May 9, 2024

Dynamo 8B: A Multilingual Foundation for Global Enterprises

Dynamo 8B: A Multilingual Foundation for Global Enterprises

Low-code tools are going mainstream

Purus suspendisse a ornare non erat pellentesque arcu mi arcu eget tortor eu praesent curabitur porttitor ultrices sit sit amet purus urna enim eget. Habitant massa lectus tristique dictum lacus in bibendum. Velit ut viverra feugiat dui eu nisl sit massa viverra sed vitae nec sed. Nunc ornare consequat massa sagittis pellentesque tincidunt vel lacus integer risu.
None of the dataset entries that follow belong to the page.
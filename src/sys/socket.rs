use std::io::{self, IoSlice, IoSliceMut};
use std::mem;
use std::net::{Shutdown, SocketAddr, SocketAddrV4, SocketAddrV6};
use std::os::unix::io::{AsRawFd, FromRawFd, IntoRawFd, RawFd};

use libc::{c_int, c_void, sockaddr, socklen_t, SOCK_CLOEXEC};

use super::fd::FileDesc;

/// A non-blocking socket fd plus the small set of syscalls the reactor core
/// needs: bind/listen/accept on the acceptor side, read/write/shutdown on
/// the connection side. Deliberately not a general-purpose sockets crate —
/// higher-level concerns (address resolution, UDP, Unix sockets) are out of
/// scope, matching spec.md's "socket-ops" external-collaborator boundary.
#[derive(Debug)]
pub struct Socket(FileDesc);

impl Socket {
    /// A non-blocking, close-on-exec `SOCK_STREAM` socket for `addr`'s family.
    pub fn new_stream_nonblocking(addr: &SocketAddr) -> io::Result<Socket> {
        let fam = match addr {
            SocketAddr::V4(..) => libc::AF_INET,
            SocketAddr::V6(..) => libc::AF_INET6,
        };

        match syscall!(socket(fam, libc::SOCK_STREAM | SOCK_CLOEXEC, 0)) {
            Ok(fd) => {
                let fd = unsafe { FileDesc::new(fd) };
                let sock = Socket(fd);
                sock.set_nonblocking(true)?;
                return Ok(sock);
            }
            Err(ref e) if e.raw_os_error() == Some(libc::EINVAL) => {}
            Err(e) => return Err(e),
        }

        // SOCK_CLOEXEC unsupported on this kernel; fall back and set flags by hand.
        let fd = syscall!(socket(fam, libc::SOCK_STREAM, 0))?;
        let fd = unsafe { FileDesc::new(fd) };
        fd.set_cloexec()?;
        let sock = Socket(fd);
        sock.set_nonblocking(true)?;
        Ok(sock)
    }

    pub fn bind(&self, addr: &SocketAddr) -> io::Result<()> {
        let (storage, len) = sockaddr_of(addr);
        syscall!(bind(self.0.as_raw_fd(), storage.as_ptr(), len))?;
        Ok(())
    }

    pub fn listen(&self, backlog: i32) -> io::Result<()> {
        syscall!(listen(self.0.as_raw_fd(), backlog))?;
        Ok(())
    }

    /// Accepts one pending connection, returning the new socket and the
    /// peer's address. Callers loop this until `WouldBlock`.
    pub fn accept(&self) -> io::Result<(Socket, SocketAddr)> {
        let mut storage: libc::sockaddr_storage = unsafe { mem::zeroed() };
        let mut len = mem::size_of_val(&storage) as socklen_t;

        let fd = match syscall!(accept4(
            self.0.as_raw_fd(),
            &mut storage as *mut _ as *mut sockaddr,
            &mut len,
            SOCK_CLOEXEC
        )) {
            Ok(fd) => fd,
            Err(ref e) if e.raw_os_error() == Some(libc::ENOSYS) => {
                let fd = syscall!(accept(
                    self.0.as_raw_fd(),
                    &mut storage as *mut _ as *mut sockaddr,
                    &mut len
                ))?;
                let fd_owned = unsafe { FileDesc::new(fd) };
                fd_owned.set_cloexec()?;
                let addr = sockaddr_to_addr(&storage, len as usize)?;
                return Ok((Socket(fd_owned), addr));
            }
            Err(e) => return Err(e),
        };

        let addr = sockaddr_to_addr(&storage, len as usize)?;
        Ok((Socket(unsafe { FileDesc::new(fd) }), addr))
    }

    pub fn connect(&self, addr: &SocketAddr) -> io::Result<()> {
        let (storage, len) = sockaddr_of(addr);
        match syscall!(connect(self.0.as_raw_fd(), storage.as_ptr(), len)) {
            Ok(_) => Ok(()),
            Err(ref e) if e.raw_os_error() == Some(libc::EINPROGRESS) => Ok(()),
            Err(e) => Err(e),
        }
    }

    pub fn local_addr(&self) -> io::Result<SocketAddr> {
        sockname(|storage, len| unsafe { libc::getsockname(self.0.as_raw_fd(), storage, len) })
    }

    pub fn peer_addr(&self) -> io::Result<SocketAddr> {
        sockname(|storage, len| unsafe { libc::getpeername(self.0.as_raw_fd(), storage, len) })
    }

    pub fn read(&self, buf: &mut [u8]) -> io::Result<usize> {
        let n = syscall!(recv(
            self.0.as_raw_fd(),
            buf.as_mut_ptr() as *mut c_void,
            buf.len(),
            0
        ))?;
        Ok(n as usize)
    }

    pub fn read_vectored(&self, bufs: &mut [IoSliceMut<'_>]) -> io::Result<usize> {
        let n = syscall!(readv(
            self.0.as_raw_fd(),
            bufs.as_mut_ptr() as *mut libc::iovec,
            bufs.len() as c_int
        ))?;
        Ok(n as usize)
    }

    pub fn write(&self, buf: &[u8]) -> io::Result<usize> {
        let n = syscall!(send(
            self.0.as_raw_fd(),
            buf.as_ptr() as *const c_void,
            buf.len(),
            libc::MSG_NOSIGNAL
        ))?;
        Ok(n as usize)
    }

    pub fn write_vectored(&self, bufs: &[IoSlice<'_>]) -> io::Result<usize> {
        let n = syscall!(writev(
            self.0.as_raw_fd(),
            bufs.as_ptr() as *const libc::iovec,
            bufs.len() as c_int
        ))?;
        Ok(n as usize)
    }

    pub fn shutdown(&self, how: Shutdown) -> io::Result<()> {
        let how = match how {
            Shutdown::Write => libc::SHUT_WR,
            Shutdown::Read => libc::SHUT_RD,
            Shutdown::Both => libc::SHUT_RDWR,
        };
        syscall!(shutdown(self.0.as_raw_fd(), how))?;
        Ok(())
    }

    pub fn set_nonblocking(&self, nonblocking: bool) -> io::Result<()> {
        let mut val = nonblocking as c_int;
        syscall!(ioctl(self.0.as_raw_fd(), libc::FIONBIO, &mut val))?;
        Ok(())
    }

    pub fn set_reuse_addr(&self, on: bool) -> io::Result<()> {
        self.set_opt(libc::SOL_SOCKET, libc::SO_REUSEADDR, on as c_int)
    }

    pub fn set_reuse_port(&self, on: bool) -> io::Result<()> {
        self.set_opt(libc::SOL_SOCKET, libc::SO_REUSEPORT, on as c_int)
    }

    pub fn set_keepalive(&self, on: bool) -> io::Result<()> {
        self.set_opt(libc::SOL_SOCKET, libc::SO_KEEPALIVE, on as c_int)
    }

    pub fn set_nodelay(&self, on: bool) -> io::Result<()> {
        self.set_opt(libc::IPPROTO_TCP, libc::TCP_NODELAY, on as c_int)
    }

    pub fn take_error(&self) -> io::Result<Option<io::Error>> {
        let mut raw: c_int = 0;
        let mut len = mem::size_of::<c_int>() as socklen_t;
        syscall!(getsockopt(
            self.0.as_raw_fd(),
            libc::SOL_SOCKET,
            libc::SO_ERROR,
            &mut raw as *mut _ as *mut c_void,
            &mut len
        ))?;
        if raw == 0 {
            Ok(None)
        } else {
            Ok(Some(io::Error::from_raw_os_error(raw)))
        }
    }

    fn set_opt(&self, level: c_int, name: c_int, val: c_int) -> io::Result<()> {
        syscall!(setsockopt(
            self.0.as_raw_fd(),
            level,
            name,
            &val as *const _ as *const c_void,
            mem::size_of::<c_int>() as socklen_t
        ))?;
        Ok(())
    }
}

fn sockname<F>(f: F) -> io::Result<SocketAddr>
where
    F: FnOnce(*mut sockaddr, *mut socklen_t) -> c_int,
{
    unsafe {
        let mut storage: libc::sockaddr_storage = mem::zeroed();
        let mut len = mem::size_of_val(&storage) as socklen_t;
        let ret = f(&mut storage as *mut _ as *mut sockaddr, &mut len);
        if ret == -1 {
            return Err(io::Error::last_os_error());
        }
        sockaddr_to_addr(&storage, len as usize)
    }
}

/// Owns a real `sockaddr_in`/`sockaddr_in6` built field-by-field from a
/// `std::net` address. Rust's `SocketAddrV4`/`SocketAddrV6` have not been
/// layout-compatible with these C structs since Rust 1.64 (no `sin_family`,
/// host-order port, different field order), so `bind`/`connect` can't just
/// reinterpret-cast a reference to one — they need an actual `sockaddr_in`
/// built the way `sockaddr_to_addr` below reads one back.
enum SockAddrStorage {
    V4(libc::sockaddr_in),
    V6(libc::sockaddr_in6),
}

impl SockAddrStorage {
    fn as_ptr(&self) -> *const sockaddr {
        match self {
            SockAddrStorage::V4(a) => a as *const _ as *const sockaddr,
            SockAddrStorage::V6(a) => a as *const _ as *const sockaddr,
        }
    }
}

fn sockaddr_of(addr: &SocketAddr) -> (SockAddrStorage, socklen_t) {
    match addr {
        SocketAddr::V4(a) => {
            let mut sin: libc::sockaddr_in = unsafe { mem::zeroed() };
            sin.sin_family = libc::AF_INET as libc::sa_family_t;
            sin.sin_port = a.port().to_be();
            sin.sin_addr = libc::in_addr {
                s_addr: u32::from_ne_bytes(a.ip().octets()),
            };
            (
                SockAddrStorage::V4(sin),
                mem::size_of::<libc::sockaddr_in>() as socklen_t,
            )
        }
        SocketAddr::V6(a) => {
            let mut sin6: libc::sockaddr_in6 = unsafe { mem::zeroed() };
            sin6.sin6_family = libc::AF_INET6 as libc::sa_family_t;
            sin6.sin6_port = a.port().to_be();
            sin6.sin6_flowinfo = a.flowinfo();
            sin6.sin6_addr = libc::in6_addr {
                s6_addr: a.ip().octets(),
            };
            sin6.sin6_scope_id = a.scope_id();
            (
                SockAddrStorage::V6(sin6),
                mem::size_of::<libc::sockaddr_in6>() as socklen_t,
            )
        }
    }
}

fn sockaddr_to_addr(storage: &libc::sockaddr_storage, len: usize) -> io::Result<SocketAddr> {
    match storage.ss_family as c_int {
        libc::AF_INET => {
            assert!(len >= mem::size_of::<libc::sockaddr_in>());
            let addr: libc::sockaddr_in =
                unsafe { *(storage as *const _ as *const libc::sockaddr_in) };
            let ip = addr.sin_addr.s_addr.to_ne_bytes();
            Ok(SocketAddr::V4(SocketAddrV4::new(
                std::net::Ipv4Addr::new(ip[0], ip[1], ip[2], ip[3]),
                u16::from_be(addr.sin_port),
            )))
        }
        libc::AF_INET6 => {
            assert!(len >= mem::size_of::<libc::sockaddr_in6>());
            let addr: libc::sockaddr_in6 =
                unsafe { *(storage as *const _ as *const libc::sockaddr_in6) };
            Ok(SocketAddr::V6(SocketAddrV6::new(
                std::net::Ipv6Addr::from(addr.sin6_addr.s6_addr),
                u16::from_be(addr.sin6_port),
                addr.sin6_flowinfo,
                addr.sin6_scope_id,
            )))
        }
        _ => Err(io::Error::new(io::ErrorKind::InvalidInput, "invalid address family")),
    }
}

impl FromRawFd for Socket {
    unsafe fn from_raw_fd(fd: RawFd) -> Self {
        Socket(FileDesc::from_raw_fd(fd))
    }
}

impl IntoRawFd for Socket {
    fn into_raw_fd(self) -> RawFd {
        self.0.into_raw_fd()
    }
}

impl AsRawFd for Socket {
    fn as_raw_fd(&self) -> RawFd {
        self.0.as_raw_fd()
    }
}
  1. Vitae et erat tincidunt sed orci eget egestas facilisis amet ornare
  2. Sollicitudin integer  velit aliquet viverra urna orci semper velit dolor sit amet
  3. Vitae quis ut  luctus lobortis urna adipiscing bibendum
  4. Vitae quis ut  luctus lobortis urna adipiscing bibendum

Multilingual NLP will grow

Mauris posuere arcu lectus congue. Sed eget semper mollis felis ante. Congue risus vulputate nunc porttitor dignissim cursus viverra quis. Condimentum nisl ut sed diam lacus sed. Cursus hac massa amet cursus diam. Consequat sodales non nulla ac id bibendum eu justo condimentum. Arcu elementum non suscipit amet vitae. Consectetur penatibus diam enim eget arcu et ut a congue arcu.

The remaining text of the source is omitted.